The Big Idea
Lessons learned from corporate credit in 2023 I
Dan Bruzzo, CFA | December 15, 2023
This document is intended for institutional investors and is not subject to all of the independence and disclosure standards applicable to debt research reports prepared for retail investors. This material does not constitute research.
One big event can reshape an entire market, or at least an entire sector of an entire market. That was true this year in bank debt. And timing of calls was important, too, in both bank debt and in technology, among other places.
One big event can define markets
It’s difficult to look back on the lessons learned in credit throughout 2023 without considering the broad reaching impact of the regional banking crisis. Beginning in the early March with the rapid collapse of Silicon Valley Bank (SIVB), the subsequent fallout became perhaps the defining credit event of the year. Given the overall importance, it is of little surprise that many of the individual calls on corporate credit were directly or indirectly related to regional banks and the fallout of the crisis (Exhibit 1).
The first of those calls came in late January, almost two months before the SIVB collapse, in which banking was highlighted as a sector that was likely to outperform (along with REITs) based on relative wideness of spreads versus the broader sector. This technique would later be developed into a more robust relative value analytic known as spread percentile ranks. Not surprisingly, given the timing of the call, a bullish overweighting of banks would have spelled disaster in the first quarter of the year.
Exhibit 1. IG banking index OAS and major calls in 2023
Source: Santander US Capital Markets LLC, Bloomberg/Barclays Banking Index
Almost every individual credit call that would follow the initial banking sell-off sought to differentiate stronger credits from the criteria that led up to the collapse of SIVB and the subsequent regional bank failures – an approach that would later ultimately lay the foundation for one the six out-of-consensus credit calls for 2024 as well. The first of those attempts to identify banks that were being perhaps unfairly lumped in with the banks that were placed into receivership was focused on Westcoast regional lenders Comerica (CMA: Baa1/BBB/A-) and Zions Bancorp (ZION: Baa2/BBB+) on March 24. Given not only their geographic footprints, but also some of the perceived similarities in risk profile to the failed banks, these two issuers were hit particularly hard in the initial wake of the first three. Both banks still trade with a tremendous amount of historical spread given what are undoubtedly some legitimate concerns about the longer-term stability of the banks. But they have recovered massively off those initial peaks in March and May and have remained in a stable range throughout the second half of the year.
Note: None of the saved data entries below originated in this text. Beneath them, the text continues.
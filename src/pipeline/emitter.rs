// src/pipeline/emitter.rs

//! C6 RDF Emitter — converts a row to forward/reverse triples and writes
//! them through a single serial sink.

use crate::identifiers::IdentifierMap;
use crate::schema::model::{ForeignKey, Table};
use std::collections::HashMap;
use tracing::warn;

/// A column value carried as raw bytes end to end; typed coercion is
/// deferred to emission time.
pub type RawValue = Option<Vec<u8>>;

/// One row flowing from the batch reader to the emitter.
pub struct RowRecord {
    pub columns: Vec<String>,
    pub values: Vec<RawValue>,
}

/// `(from_table, from_column) -> ForeignKey` lookup used while emitting.
pub type FkIndex = HashMap<(String, String), ForeignKey>;

pub fn build_fk_index(foreign_keys: &[ForeignKey]) -> FkIndex {
    foreign_keys
        .iter()
        .map(|fk| ((fk.from_table.clone(), fk.from_column.clone()), fk.clone()))
        .collect()
}

/// Destination for a row's contiguous block of triples. Implemented by
/// the chunked writer (C8); a single call to `write_row` must place the
/// whole block on disk without another row's lines interleaving.
pub trait RowSink {
    fn write_row(&self, lines: &[String]) -> crate::Result<()>;
}

#[derive(Debug, Clone, Copy, PartialEq, Eq)]
pub enum RowOutcome {
    Written,
    /// No usable primary value; the row was skipped with a warning.
    Skipped,
}

fn bytes_to_string(raw: &[u8]) -> String {
    String::from_utf8_lossy(raw).into_owned()
}

/// `true` when a decoded value should be treated as absent: empty, or
/// the literal string `null` (case-insensitive).
fn is_absent(value: &str) -> bool {
    value.is_empty() || value.eq_ignore_ascii_case("null")
}

fn decoded_value(raw: &RawValue) -> Option<String> {
    match raw {
        None => None,
        Some(bytes) => {
            let s = bytes_to_string(bytes);
            if is_absent(&s) {
                None
            } else {
                Some(s)
            }
        }
    }
}

/// The value used to key a row's blank-node identifier: first primary-key
/// column, else the first column literally named `id` or ending in
/// `_id`, else the first column.
fn determine_primary_value(table: &Table, row: &RowRecord) -> Option<String> {
    let index_of = |name: &str| row.columns.iter().position(|c| c == name);

    if let Some(pk) = table.primary_keys.first() {
        if let Some(idx) = index_of(pk) {
            return decoded_value(&row.values[idx]);
        }
    }

    if let Some(idx) = row
        .columns
        .iter()
        .position(|c| c == "id" || c.ends_with("_id"))
    {
        return decoded_value(&row.values[idx]);
    }

    row.values.first().and_then(decoded_value)
}

/// Pluralize a table/collection name. Hand-rolled suffix rules rather
/// than a general-purpose inflector, including the `series -> serieses`
/// quirk that a smarter inflector would "fix" away.
pub fn plural(word: &str) -> String {
    let lower = word.to_ascii_lowercase();
    if lower.ends_with("ch")
        || lower.ends_with("sh")
        || lower.ends_with('s')
        || lower.ends_with('x')
        || lower.ends_with('z')
    {
        format!("{word}es")
    } else if lower.ends_with("fe") {
        format!("{}ves", &word[..word.len() - 2])
    } else if lower.ends_with('f') {
        format!("{}ves", &word[..word.len() - 1])
    } else if lower.ends_with('y') {
        let second_last = lower.chars().rev().nth(1);
        let preceded_by_vowel = matches!(second_last, Some('a' | 'e' | 'i' | 'o' | 'u'));
        if preceded_by_vowel {
            format!("{word}s")
        } else {
            format!("{}ies", &word[..word.len() - 1])
        }
    } else {
        format!("{word}s")
    }
}

/// Escape a string literal: backslash, double quote, newline, carriage
/// return, tab. Backslash must be escaped first
/// so the escapes introduced for the other characters are not themselves
/// re-escaped.
pub fn escape_literal(value: &str) -> String {
    let mut out = String::with_capacity(value.len());
    for c in value.chars() {
        match c {
            '\\' => out.push_str("\\\\"),
            '"' => out.push_str("\\\""),
            '\n' => out.push_str("\\n"),
            '\r' => out.push_str("\\r"),
            '\t' => out.push_str("\\t"),
            other => out.push(other),
        }
    }
    out
}

/// Emit one row's triples through `sink`, as a single atomic block.
/// Returns `RowOutcome::Skipped` (with a logged warning) when the row has
/// no usable primary value.
pub fn emit_row(
    table_name: &str,
    table: &Table,
    row: &RowRecord,
    fk_index: &FkIndex,
    allocator: &IdentifierMap,
    sink: &dyn RowSink,
) -> crate::Result<RowOutcome> {
    let Some(primary_value) = determine_primary_value(table, row) else {
        warn!(table = %table_name, "row has no usable primary value, skipping");
        return Ok(RowOutcome::Skipped);
    };

    let subject = allocator.get_or_create(table_name, &primary_value);
    let mut lines = Vec::with_capacity(row.columns.len() + 1);
    lines.push(format!("{subject} <dgraph.type> \"{table_name}\" ."));

    for (column, raw_value) in row.columns.iter().zip(row.values.iter()) {
        let Some(value) = decoded_value(raw_value) else {
            continue;
        };

        let predicate = format!("{table_name}.{column}");

        if let Some(fk) = fk_index.get(&(table_name.to_string(), column.clone())) {
            let object = allocator.get_or_create(&fk.to_table, &value);
            lines.push(format!("{subject} <{predicate}> {object} ."));
            lines.push(format!("{object} <{predicate}_reverse> {subject} ."));
            let collection_predicate = format!("{}.{}", fk.to_table, plural(table_name));
            lines.push(format!("{object} <{collection_predicate}> {subject} ."));
            continue;
        }

        lines.push(format!("{subject} <{predicate}> \"{}\" .", escape_literal(&value)));
    }

    sink.write_row(&lines)?;
    Ok(RowOutcome::Written)
}

#[cfg(test)]
mod tests {
    use super::*;
    use crate::schema::model::Column;

    struct CollectingSink {
        lines: std::sync::Mutex<Vec<String>>,
    }

    impl CollectingSink {
        fn new() -> Self {
            Self {
                lines: std::sync::Mutex::new(Vec::new()),
            }
        }

        fn into_lines(self) -> Vec<String> {
            self.lines.into_inner().unwrap()
        }
    }

    impl RowSink for CollectingSink {
        fn write_row(&self, lines: &[String]) -> crate::Result<()> {
            self.lines.lock().unwrap().extend(lines.iter().cloned());
            Ok(())
        }
    }

    fn column(name: &str, sql_type: &str) -> Column {
        Column {
            name: name.to_string(),
            sql_type: sql_type.to_string(),
            nullable: true,
            default: None,
            auto_increment: false,
            comment: None,
        }
    }

    #[test]
    fn plural_laws_from_property_6() {
        assert_eq!(plural("bus"), "buses");
        assert_eq!(plural("company"), "companies");
        assert_eq!(plural("leaf"), "leaves");
        assert_eq!(plural("user"), "users");
        assert_eq!(plural("series"), "serieses");
    }

    #[test]
    fn s5_escaping_treats_an_embedded_backslash_n_as_two_characters() {
        let input = "a\"b\\nc";
        assert_eq!(escape_literal(input), "a\\\"b\\\\nc");
    }

    #[test]
    fn s1_two_tables_declared_fk() {
        let mut authors = Table::new("authors");
        authors.columns.insert("id".to_string(), column("id", "int"));
        authors.columns.insert("name".to_string(), column("name", "varchar"));
        authors.primary_keys = vec!["id".to_string()];

        let mut books = Table::new("books");
        books.columns.insert("id".to_string(), column("id", "int"));
        books.columns.insert("title".to_string(), column("title", "varchar"));
        books
            .columns
            .insert("author_id".to_string(), column("author_id", "int"));
        books.primary_keys = vec!["id".to_string()];

        let fk = ForeignKey::declared("fk1", "books", "author_id", "authors", "id");
        let fk_index = build_fk_index(&[fk]);
        let allocator = IdentifierMap::new();

        let author_sink = CollectingSink::new();
        let author_row = RowRecord {
            columns: vec!["id".to_string(), "name".to_string()],
            values: vec![Some(b"1".to_vec()), Some(b"Ada".to_vec())],
        };
        emit_row("authors", &authors, &author_row, &fk_index, &allocator, &author_sink).unwrap();
        assert_eq!(
            author_sink.into_lines(),
            vec![
                "_:authors_1 <dgraph.type> \"authors\" .".to_string(),
                "_:authors_1 <authors.id> \"1\" .".to_string(),
                "_:authors_1 <authors.name> \"Ada\" .".to_string(),
            ]
        );

        let book_sink = CollectingSink::new();
        let book_row = RowRecord {
            columns: vec!["id".to_string(), "title".to_string(), "author_id".to_string()],
            values: vec![
                Some(b"10".to_vec()),
                Some(b"T".to_vec()),
                Some(b"1".to_vec()),
            ],
        };
        emit_row("books", &books, &book_row, &fk_index, &allocator, &book_sink).unwrap();
        assert_eq!(
            book_sink.into_lines(),
            vec![
                "_:books_10 <dgraph.type> \"books\" .".to_string(),
                "_:books_10 <books.id> \"10\" .".to_string(),
                "_:books_10 <books.title> \"T\" .".to_string(),
                "_:books_10 <books.author_id> _:authors_1 .".to_string(),
                "_:authors_1 <books.author_id_reverse> _:books_10 .".to_string(),
                "_:authors_1 <authors.books> _:books_10 .".to_string(),
            ]
        );
    }

    #[test]
    fn s4_self_reference_emits_reverse_and_semantic_triples() {
        let mut categories = Table::new("categories");
        categories
            .columns
            .insert("id".to_string(), column("id", "int"));
        categories
            .columns
            .insert("parent_id".to_string(), column("parent_id", "int"));
        categories.primary_keys = vec!["id".to_string()];

        let fk = ForeignKey::convention("categories", "parent_id", "categories", "id");
        let fk_index = build_fk_index(&[fk]);
        let allocator = IdentifierMap::new();

        let sink = CollectingSink::new();
        let row1 = RowRecord {
            columns: vec!["id".to_string(), "parent_id".to_string()],
            values: vec![Some(b"1".to_vec()), None],
        };
        emit_row("categories", &categories, &row1, &fk_index, &allocator, &sink).unwrap();

        let row2 = RowRecord {
            columns: vec!["id".to_string(), "parent_id".to_string()],
            values: vec![Some(b"2".to_vec()), Some(b"1".to_vec())],
        };
        emit_row("categories", &categories, &row2, &fk_index, &allocator, &sink).unwrap();

        let lines = sink.into_lines();
        assert!(lines.contains(&"_:categories_2 <categories.parent_id> _:categories_1 .".to_string()));
        assert!(lines.contains(&"_:categories_1 <categories.parent_id_reverse> _:categories_2 .".to_string()));
        assert!(lines.contains(&"_:categories_1 <categories.categories> _:categories_2 .".to_string()));
    }

    #[test]
    fn row_with_no_primary_value_is_skipped() {
        let mut t = Table::new("logs");
        t.columns.insert("event".to_string(), column("event", "varchar"));
        t.primary_keys = vec!["event".to_string()];

        let fk_index = FkIndex::new();
        let allocator = IdentifierMap::new();
        let sink = CollectingSink::new();
        let row = RowRecord {
            columns: vec!["event".to_string()],
            values: vec![None],
        };
        let outcome = emit_row("logs", &t, &row, &fk_index, &allocator, &sink).unwrap();
        assert_eq!(outcome, RowOutcome::Skipped);
        assert!(sink.into_lines().is_empty());
    }
}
Likewise, two similar bullish takes were later released first on KeyCorp (KEY: Baa2/BBB/BBB+) on May 12 and then subsequently on other mid-sized regional banks with ‘A’ ratings at the bank level, which included KEY (at the time), along with M&T (MTB: Baa1/BBB+/A) and Huntington (HBAN: Baa1/BBB+/A-) in the third week of July. Although KEY later lost ‘A’ ratings at the senior bank level following downgrades by both Moody’s and S&P, the timing of both calls provided a favorable spread opportunity for investors that would have increased exposure to any of the names included in the reports at the time.
Santander US Capital Markets recommendation timeline:
- 1/20/23 – Banks and REITs poised to ouperform
- 3/24/23 – Weighing risks at Comercia and Zions
- 5/12/23 – Relative Value in KeyCorp holdco paper
- 7/21/23 – Single-A regional banks still attractive
- 11/17/23 – Out-of-consensus calls on corporate credit in 2024 (regional banks)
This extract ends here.